See /tmp/log. for reason for failure.
Explanation and recommended action: The installation of one of
patch packages failed. Installpatch will backout the patch
to leave the system in its pre-patched state. See the log file
for the reason for failure. Correct the problem and
re-apply the patch.
Error message:
Pkgadd of package failed with error code .
Will not backout patch...patch re-installation.
Warning: The system may be in an unstable state!

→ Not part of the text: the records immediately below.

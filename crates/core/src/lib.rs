pub mod error;
pub mod marks;
pub mod model;
pub mod snapshot;
pub mod status;
pub mod store;
pub mod window;

pub use error::{BoundsError, FetchSource, SyncError};
pub use marks::{DateBounds, JumpAnchor, JumpMark, JumpMarkEngine, JumpMarks};
pub use model::*;
pub use snapshot::{GuideSnapshot, SyncState};
pub use status::RecordingStatusBook;
pub use store::ChannelEventStore;
pub use window::{ChannelWindow, HourWidthGeometry, TimelineGeometry, WindowCalculator};

#[cfg(any(test, feature = "testing"))]
pub mod testing;
use std::path::PathBuf;
use std::sync::Arc;

use anyhow::{Context, Result};
use chrono::{DateTime, Utc};
use gridguide_core::ChannelId;
use gridguide_runtime_config::GuideConfig;
use gridguide_sync::{
    ControllerSettings, FilterSelection, StaticGuideSource, SyncController, ViewportRequest,
};
use tracing::info;

use crate::output::{OutputFormat, SyncReport, print_json, render_snapshot};

#[derive(Debug, clap::Args)]
pub struct SyncArgs {
    /// Guide fixture (JSON) served as the data source
    #[arg(long)]
    pub fixture: PathBuf,

    #[arg(long, default_value_t = 0.0)]
    pub scroll_x: f64,

    #[arg(long, default_value_t = 0.0)]
    pub scroll_y: f64,

    #[arg(long, default_value_t = 1200.0)]
    pub width: f64,

    #[arg(long, default_value_t = 600.0)]
    pub height: f64,

    #[arg(long, default_value_t = 1.0)]
    pub zoom: f64,

    /// Channel name search text
    #[arg(long)]
    pub search: Option<String>,

    /// Channel list id from the fixture, or "all"
    #[arg(long)]
    pub filter: Option<String>,

    /// Channel id to keep inside the channel window
    #[arg(long)]
    pub focus: Option<String>,

    /// Override the current time (RFC 3339)
    #[arg(long)]
    pub now: Option<DateTime<Utc>>,

    #[arg(long, value_enum, default_value_t = OutputFormat::Text)]
    pub format: OutputFormat,
}

fn filter_selection(source: &StaticGuideSource, raw: &str) -> Result<FilterSelection> {
    if raw == "all" {
        return Ok(FilterSelection::AllChannels);
    }
    source
        .fixture()
        .channel_lists
        .iter()
        .find(|list| list.id == raw)
        .cloned()
        .map(FilterSelection::List)
        .with_context(|| format!("Unknown channel list {raw:?}"))
}

fn viewport_request(args: &SyncArgs, source: &StaticGuideSource) -> Result<ViewportRequest> {
    let mut request = ViewportRequest::new(args.scroll_y, args.height, args.zoom)
        .with_horizontal(args.scroll_x, args.width);
    if let Some(text) = &args.search {
        request = request.with_search(text.clone());
    }
    if let Some(raw) = &args.filter {
        request = request.with_filter(filter_selection(source, raw)?);
    }
    if let Some(id) = &args.focus {
        request = request.with_focus(ChannelId::new(id.clone()));
    }
    Ok(request)
}

async fn sync_fixture(config: &GuideConfig, args: SyncArgs) -> Result<()> {
    let source = StaticGuideSource::load(&args.fixture)?;
    let request = viewport_request(&args, &source)?;

    let now = args.now.unwrap_or_else(Utc::now);
    let settings =
        ControllerSettings::from_config(now, config).context("Invalid [bounds] configuration")?;
    let geometry = Arc::new(settings.geometry());
    let controller = SyncController::spawn(settings, Arc::new(source), geometry)
        .context("Invalid [window] configuration")?;

    controller.request_window_change(request)?;
    let snapshot = controller.settled().await?;
    let stats = controller.stats();
    controller.shutdown().await;
    info!(
        "Synced {} channels after {} rounds",
        snapshot.channels.len(),
        stats.rounds_applied
    );

    match args.format {
        OutputFormat::Json => print_json(&SyncReport {
            snapshot: &snapshot,
            stats,
        }),
        OutputFormat::Text => {
            print!("{}", render_snapshot(&snapshot, &stats));
            Ok(())
        }
    }
}

pub fn run_sync(config: &GuideConfig, args: SyncArgs) -> Result<()> {
    let runtime = tokio::runtime::Builder::new_multi_thread()
        .worker_threads(config.sync.worker_threads)
        .enable_all()
        .build()
        .context("Failed to start async runtime")?;
    runtime.block_on(sync_fixture(config, args))
}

See /tmp/log. for reason for failure.
Explanation and recommended action: The installation of one of
the patch packages failed. Installpatch will NOT backout the
patch. You may manually backout the patch using backoutpatch,
then re-apply the entire patch. Look in the log file for the
reason pkgadd failed. Correct the problem and re-apply the
patch.
Patch Installation Messages:
---------------------------
Note: the messages listed below are not necessarily considered errors
as indicated in the explanations given. These messages are, however,
recorded in the patch installation log for diagnostic reference.
Message:
Package not patched:
PKG=SUNxxxx
Original package not installed
Explanation: One of the components of the patch would have patched a
package that is not installed on your system. This is not
necessarily an error. A Patch may fix a related bug for several
packages. Example: suppose a patch fixes a bug in both the
online-backup and fddi packages. If you had online-backup installed
but didn't have fddi installed, you would get the message
Package not patched:
PKG=SUNWbf
Original package not installed
This message only indicates an error if you thought the package
was installed on your system. If this is the case, take the
necessary action to install the package, backout the patch (if
it installed other packages) and re-install the patch.
Message:
Package not patched:
PKG=SUNxxx
ARCH=xxxxxxx
VERSION=xxxxxxx
Architecture mismatch
Explanation: One of the components of the patch would have patched a
package for an architecture different from your system. This is not
necessarily an error. Any patch to one of the architecture specific
packages may contain one element for each of the possible
architectures. For example, Assume you are running on a sun4m. If
you were to install a patch to package SUNWcar, you would see the
following (or similar) messages:
Package not patched:
PKG=SUNWcar
ARCH=sparc.sun4c
VERSION=11.5.0,REV=2.0.18
Architecture mismatch
Package not patched:
PKG=SUNWcar
ARCH=sparc.sun4d
VERSION=11.5.0,REV=2.0.18
Architecture mismatch
Package not patched:
PKG=SUNWcar
ARCH=sparc.sun4e
VERSION=11.5.0,REV=2.0.18
Architecture mismatch
Package not patched:
PKG=SUNWcar
ARCH=sparc.sun4
VERSION=11.5.0,REV=2.0.18
Architecture mismatch
The only time these messages indicate an error condition
is if installpatch does not correctly recognize your architecture.
Message:
Package not patched:
PKG=SUNxxxx
ARCH=xxxx
VERSION=xxxxxxx
Version mismatch
Explanation: The version of software to which the patch is applied is
not installed on your system. For example, if you were running Solaris
5.3, and you tried to install a patch against Solaris 5.2, you would
see the following (or similar) message:
Package not patched:
PKG=SUNWcsu
ARCH=sparc
VERSION=10.0.2
Version mismatch
This message does not necessarily indicate an error. If
the version mismatch was for a package you needed patched, either
get the correct patch version or install the correct package version.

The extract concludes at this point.